Besides the interesting description of how one must use both sides of the brain in understanding tonal languages, it begs the question: Do native Chinese speakers fare worse with hearing aids than speakers of non-tonal languages? Are there some special specifications for hearing aids in China that make them more sensitive to musical sounds? Does this really matter?


No. Probably not.

Sunday, January 14, 2007

Sticking my neck out

Following my own excellent principle (ahem) that you can never learn a language unless you are prepared to make a complete arse out of yourself, and also taking on board Chris's excellent advice about going to Chinese medicine shops to try out speaking Mandarin, I found myself in front of Dr. China in Mahon Point, Cork.

Well actually I just found myself there by chance. But also by chance I have a persistent arthritic pain in the knuckle of my right hand. But the direct approach is not for me. Oh no. Instead of marching in there, rapping (arthritically) on the counter top and announcing my Mandarin intentions, I perused the leaflets on arthritis (and other ailments) that were strategically placed around the outside of Dr. China. And there I lay in wait, counting on the same entrepreneurial zeal that so cleverly placed the leaflets, to react to someone nibbling at the bait. In under 10 seconds a member of staff appeared from what seemed like a very busy shop to ask if she could help me with anything.

So far so good. Well we chatted about the availability of the doctor and the shops opening hours while I plucked up the courage to speak some Chinese, for all the world like a 16-year-old boy asking for throat lozenges in a pharmacy when he really wants condoms.

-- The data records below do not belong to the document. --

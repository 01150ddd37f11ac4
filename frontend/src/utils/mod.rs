pub mod animation;
pub mod clipboard;
pub mod contact;
pub mod dom;
pub mod navigation;
use wasm_bindgen::{JsCast, JsValue};
use web_sys::js_sys;
use web_sys::{Element, Event, HtmlSourceElement, HtmlVideoElement};

use super::error::MediaError;

/// Buffering level reported by a media element, lowest first.
#[derive(Clone, Copy, Debug, PartialEq, Eq, PartialOrd, Ord, Default, serde::Deserialize)]
#[serde(rename_all = "snake_case")]
pub enum ReadyState {
    #[default]
    HaveNothing = 0,
    HaveMetadata = 1,
    HaveCurrentData = 2,
    HaveFutureData = 3,
    HaveEnoughData = 4,
}

impl ReadyState {
    /// Convert the raw `readyState` number. Anything unexpected counts as no data.
    pub fn from_raw(raw: u16) -> Self {
        match raw {
            1 => Self::HaveMetadata,
            2 => Self::HaveCurrentData,
            3 => Self::HaveFutureData,
            4 => Self::HaveEnoughData,
            _ => Self::HaveNothing,
        }
    }
}

/// A duration is usable for scrubbing only when it is positive and finite.
/// Media elements report `NaN` before metadata and `inf` for live streams.
pub fn playable_duration(duration: f64) -> Option<f64> {
    (duration.is_finite() && duration > 0.0).then_some(duration)
}

/// One entry of the element's `buffered` list, in seconds.
#[derive(Clone, Copy, Debug, PartialEq)]
pub struct TimeRange {
    pub start: f64,
    pub end: f64,
}

/// Whether `seconds` can be shown without fetching. An empty list means the
/// element reports nothing yet, which is not the same as "nothing buffered".
pub fn is_buffered(ranges: &[TimeRange], seconds: f64) -> bool {
    ranges.is_empty()
        || ranges
            .iter()
            .any(|range| range.start <= seconds && seconds <= range.end)
}

/// Maps an `error` event seen at the video to a load failure.
///
/// `element_code` is the video's own `MediaError` code, if set. Errors from a
/// `<source>` child leave it unset; they only count once no later `<source>`
/// candidate is left to try.
pub fn classify_error_event(
    element_code: Option<u16>,
    from_source: bool,
    later_candidate: bool,
) -> Option<MediaError> {
    match (element_code, from_source) {
        (Some(code), _) => Some(MediaError::from_code(code)),
        (None, true) if later_candidate => None,
        (None, true) => Some(MediaError::SourceNotSupported),
        (None, false) => Some(MediaError::Unknown(0)),
    }
}

/// The slice of a media element the scrubber needs.
#[cfg_attr(test, mockall::automock)]
pub trait MediaHandle {
    fn has_source(&self) -> bool;
    fn duration(&self) -> f64;
    fn current_time(&self) -> f64;
    fn ready_state(&self) -> ReadyState;
    fn buffered(&self) -> Vec<TimeRange>;
    /// Set the playback position. Errors when the element refuses the seek.
    fn seek(&self, seconds: f64) -> Result<(), MediaError>;
    /// Kick off (or restart) resource loading.
    fn load(&self);
}

/// `MediaHandle` over a real `<video>` element.
pub struct VideoElement {
    video: HtmlVideoElement,
}

impl VideoElement {
    pub fn new(video: HtmlVideoElement) -> Self {
        Self { video }
    }

    pub fn element(&self) -> &HtmlVideoElement {
        &self.video
    }

    /// Failure behind an `error` event captured at the video, `None` while
    /// the browser still has another `<source>` to try.
    pub fn error_for_event(&self, event: &Event) -> Option<MediaError> {
        let source = event
            .target()
            .and_then(|target| target.dyn_into::<HtmlSourceElement>().ok());
        let later_candidate = source
            .as_ref()
            .map(has_later_source)
            .unwrap_or(false);
        classify_error_event(
            self.video.error().map(|err| err.code()),
            source.is_some(),
            later_candidate,
        )
    }
}

fn has_later_source(source: &HtmlSourceElement) -> bool {
    let mut next: Option<Element> = source.next_element_sibling();
    while let Some(el) = next {
        if el.tag_name().eq_ignore_ascii_case("source") {
            return true;
        }
        next = el.next_element_sibling();
    }
    false
}

impl MediaHandle for VideoElement {
    fn has_source(&self) -> bool {
        if !self.video.src().is_empty() {
            return true;
        }
        self.video
            .query_selector("source")
            .ok()
            .flatten()
            .and_then(|el| el.dyn_into::<HtmlSourceElement>().ok())
            .map(|source| !source.src().is_empty())
            .unwrap_or(false)
    }

    fn duration(&self) -> f64 {
        self.video.duration()
    }

    fn current_time(&self) -> f64 {
        self.video.current_time()
    }

    fn ready_state(&self) -> ReadyState {
        ReadyState::from_raw(self.video.ready_state())
    }

    fn buffered(&self) -> Vec<TimeRange> {
        let ranges = self.video.buffered();
        (0..ranges.length())
            .filter_map(|i| {
                Some(TimeRange {
                    start: ranges.start(i).ok()?,
                    end: ranges.end(i).ok()?,
                })
            })
            .collect()
    }

    fn seek(&self, seconds: f64) -> Result<(), MediaError> {
        // The generated setter can't report the InvalidStateError some
        // browsers throw for unbuffered positions, Reflect::set can.
        js_sys::Reflect::set(
            &self.video,
            &JsValue::from_str("currentTime"),
            &JsValue::from_f64(seconds),
        )
        .map(|_| ())
        .map_err(|_| MediaError::SeekRejected { target: seconds })
    }

    fn load(&self) {
        self.video.load();
    }
}
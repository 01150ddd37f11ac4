pub mod components;
pub mod config;
pub mod pages;
pub mod scroll_video;
pub mod utils;

use yew::prelude::*;
use yew_router::prelude::*;

use pages::landing::Landing;
use pages::not_found::NotFound;

#[derive(Clone, Routable, PartialEq)]
pub enum Route {
    #[at("/")]
    Home,
    #[not_found]
    #[at("/404")]
    NotFound,
}

fn switch(route: Route) -> Html {
    match route {
        Route::Home => html! { <Landing /> },
        Route::NotFound => html! { <NotFound /> },
    }
}

#[function_component(App)]
pub fn app() -> Html {
    html! {
        <BrowserRouter>
            <Switch<Route> render={switch} />
        </BrowserRouter>
    }
}
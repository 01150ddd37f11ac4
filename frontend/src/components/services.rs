use crate::components::reveal::Reveal;
use yew::prelude::*;

struct Service {
    icon: &'static str,
    title: &'static str,
    description: &'static str,
    features: [&'static str; 5],
}

const SERVICES: [Service; 3] = [
    Service {
        icon: "🤖",
        title: "Automatización con IA",
        description: "Implementamos sistemas de inteligencia artificial que automatizan tareas repetitivas, optimizan procesos y reducen costos operativos hasta un 70%.",
        features: [
            "Chatbots inteligentes 24/7",
            "Análisis predictivo de datos",
            "Automatización de workflows",
            "Procesamiento de documentos con IA",
            "Asistentes virtuales personalizados",
        ],
    },
    Service {
        icon: "💻",
        title: "Desarrollo Web",
        description: "Creamos sitios web y aplicaciones modernas, rápidas y escalables que convierten visitantes en clientes y destacan tu marca en el mundo digital.",
        features: [
            "Landing pages de alta conversión",
            "E-commerce y tiendas online",
            "Aplicaciones web personalizadas",
            "Diseño responsive y UX/UI",
            "Optimización SEO avanzada",
        ],
    },
    Service {
        icon: "🎨",
        title: "Branding Estratégico",
        description: "Desarrollamos identidades de marca únicas y memorables que conectan emocionalmente con tu audiencia y posicionan tu negocio como líder del mercado.",
        features: [
            "Diseño de logotipos profesionales",
            "Manual de identidad corporativa",
            "Estrategia de marca integral",
            "Material publicitario digital",
            "Guías de estilo y brandbook",
        ],
    },
];

#[function_component(Services)]
pub fn services() -> Html {
    html! {
        <section id="services" class="services-section">
            <div class="section-inner">
                <h2 class="section-title">{"Nuestros "}<span class="gradient-text">{"Servicios"}</span></h2>
                <p class="section-subtitle">{"Soluciones tecnológicas completas para impulsar tu negocio hacia el futuro"}</p>
                <div class="services-grid">
                    { for SERVICES.iter().enumerate().map(|(index, service)| html! {
                        <Reveal index={index} class={classes!("card-dark", "service-card")}>
                            <div class="service-icon">{service.icon}</div>
                            <h3>{service.title}</h3>
                            <p>{service.description}</p>
                            <ul>
                                { for service.features.iter().map(|feature| html! {
                                    <li><span class="check">{"✓"}</span>{*feature}</li>
                                }) }
                            </ul>
                        </Reveal>
                    }) }
                </div>
            </div>
            <style>
                {r#"
    .services-section {
        background: linear-gradient(180deg, #000 0%, #111827 50%, #000 100%);
    }
    .services-grid {
        display: grid;
        grid-template-columns: repeat(3, 1fr);
        gap: 2rem;
    }
    .service-icon {
        font-size: 3rem;
        margin-bottom: 1rem;
    }
    .service-card h3 {
        font-size: 1.5rem;
        margin: 0 0 1rem;
    }
    .service-card p {
        color: #9ca3af;
        line-height: 1.6;
    }
    .service-card ul {
        list-style: none;
        padding: 0;
        margin: 1.5rem 0 0;
    }
    .service-card li {
        display: flex;
        gap: 0.75rem;
        color: #d1d5db;
        margin-bottom: 0.6rem;
    }
    .check {
        color: #00ff9c;
    }
    @media (max-width: 1024px) {
        .services-grid {
            grid-template-columns: 1fr;
        }
    }
                "#}
            </style>
        </section>
    }
}
/// Opacity of the "scroll down" hint, driven by absolute page offset.
#[derive(Clone, Copy, Debug, PartialEq)]
pub struct IndicatorFade {
    pub fade_start: f64,
    pub fade_end: f64,
}

impl IndicatorFade {
    pub fn new(fade_start: f64, fade_end: f64) -> Self {
        Self {
            fade_start,
            fade_end,
        }
    }

    pub fn opacity(&self, scroll_y: f64) -> f64 {
        if scroll_y.is_nan() || scroll_y < self.fade_start {
            return 1.0;
        }
        if scroll_y >= self.fade_end {
            return 0.0;
        }
        let span = self.fade_end - self.fade_start;
        (1.0 - (scroll_y - self.fade_start) / span).clamp(0.0, 1.0)
    }
}

impl Default for IndicatorFade {
    fn default() -> Self {
        Self::new(100.0, 400.0)
    }
}

#[cfg(test)]
mod tests {
    use super::*;

    #[test]
    fn fades_linearly_between_thresholds() {
        let fade = IndicatorFade::default();
        assert_eq!(fade.opacity(0.0), 1.0);
        assert_eq!(fade.opacity(100.0), 1.0);
        assert_eq!(fade.opacity(250.0), 0.5);
        assert_eq!(fade.opacity(400.0), 0.0);
        assert_eq!(fade.opacity(5000.0), 0.0);
    }

    #[test]
    fn collapsed_range_is_a_step() {
        let fade = IndicatorFade::new(300.0, 300.0);
        assert_eq!(fade.opacity(299.0), 1.0);
        assert_eq!(fade.opacity(300.0), 0.0);
    }
}
//! Header: logo or spinner, view tabs, model name.

use ratatui::Frame;
use ratatui::layout::{Alignment, Constraint, Direction, Layout, Rect};
use ratatui::style::{Color, Modifier, Style};
use ratatui::text::{Line, Span};
use ratatui::widgets::{Paragraph, Tabs};

use super::super::app::{App, View};
use super::super::constants::{ACCENT, CHAT_COLOR, QUIZ_COLOR, TODO_COLOR};

/// Max width for model name in header; longer names are truncated with "…".
const MODEL_HEADER_WIDTH: u16 = 32;

pub(super) fn view_color(view: View) -> Color {
    match view {
        View::Chat => CHAT_COLOR,
        View::Todo => TODO_COLOR,
        View::Quiz => QUIZ_COLOR,
    }
}

/// Keep the tail of `name` so the provider-specific part stays visible.
fn truncate_model(name: &str, max_len: usize) -> String {
    if name.chars().count() <= max_len {
        return name.to_string();
    }
    let chars: Vec<char> = name.chars().collect();
    let start = chars.len().saturating_sub(max_len.saturating_sub(1));
    format!("…{}", chars[start..].iter().collect::<String>())
}

pub(super) fn draw_header(f: &mut Frame, app: &App, area: Rect) {
    let chunks = Layout::default()
        .direction(Direction::Horizontal)
        .constraints([
            Constraint::Length(4),
            Constraint::Min(0),
            Constraint::Length(MODEL_HEADER_WIDTH),
        ])
        .split(area);

    let logo = Line::from(Span::styled(
        format!("{} ", super::spinner(app.is_busy())),
        Style::default().fg(ACCENT),
    ));
    f.render_widget(Paragraph::new(logo), chunks[0]);

    let titles: Vec<Line> = View::ALL
        .iter()
        .map(|v| {
            Line::from(Span::styled(
                format!("F{} {}", v.index() + 1, v.title()),
                Style::default().fg(view_color(*v)),
            ))
        })
        .collect();
    let tabs = Tabs::new(titles)
        .select(app.view.index())
        .highlight_style(Style::default().add_modifier(Modifier::BOLD | Modifier::REVERSED))
        .divider(Span::styled("│", Style::default().fg(Color::DarkGray)));
    f.render_widget(tabs, chunks[1]);

    let model = Line::from(Span::styled(
        truncate_model(&app.model_id, MODEL_HEADER_WIDTH as usize),
        Style::default().fg(Color::DarkGray),
    ));
    f.render_widget(Paragraph::new(model).alignment(Alignment::Right), chunks[2]);
}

"One last question" I said, "ni3 shou1 zhong1wen2 ma?". She replied automatically in the affirmative, and in Chinese. It was only when I offered "wo3 zai4 xue2 zhong1wen2" that she seemed to realize that I was actually attempting communication. Now that, as far as the Chinese content of the conversation is concerned, is that. I switched to English to explain that I was learning here in Cork and that I was just trying it out (if not indeed trying it on). That's the problem about learning how to swim in pools - there's always a nearby edge to grab hold of.

Despite the embarrassingly basic level, it felt really good to have stuck my neck out and not get it chopped off. I fared much better than the time, for example, that I was watching a film in Italian with my Italian girlfriend (now wife) and my parents-in-law to be. On hearing the word "sega" over and over again, I asked aloud what "sega" meant.

"Wank" apparently.

Anyone else out there got any similar confessions?

Thursday, January 11, 2007

Flashcards Continued: Some more

Taking a leaf out of John's book, and based on the lessons from my local teacher here in Cork, I've put together some flashcards using the jMemorize tool. This is just a first attempt (and only covers 3 out of the 8 lessons that Xiong Liping has prepared for us). The categories are a bit misleading, as the names of the lessons don't always coincide with the word-building section from which they are derived.

Again taking my lead from John, for each word I made two cards - one the reverse of the other. I wish the tool would make this easier by including a copy-and-reverse option.

My cards show simplified Chinese characters with toned pinyin on one side, and English translations on the other. If you download them, please let me know if I screwed up somewhere!

Monday, January 08, 2007

Flashcards: Thanks for the Memories

At the age of 37 (to steal that famous line from Marianne Faithful's Ballad of Lucy Jordan) my memory is sadly in tatters. I think it has been for some time. So one of the biggest problems I'm having with Chinese at the moment is absorbing new vocabulary.

I've taken to playing chinesepod podcasts, and my own local teacher's mp3 files in the car over and over, based on the old proverb that if you through enough mud against the wall, some of it is bound to stick. But thanks to John's Flashcards I now have another facility to deal with my fizzled out synapses.

John - thanks for your work on this. So far I'm finding it a really useful resource - so much so that I'm considering writing some flashcards for my fellow students here in Cork, based on the content of our course so far.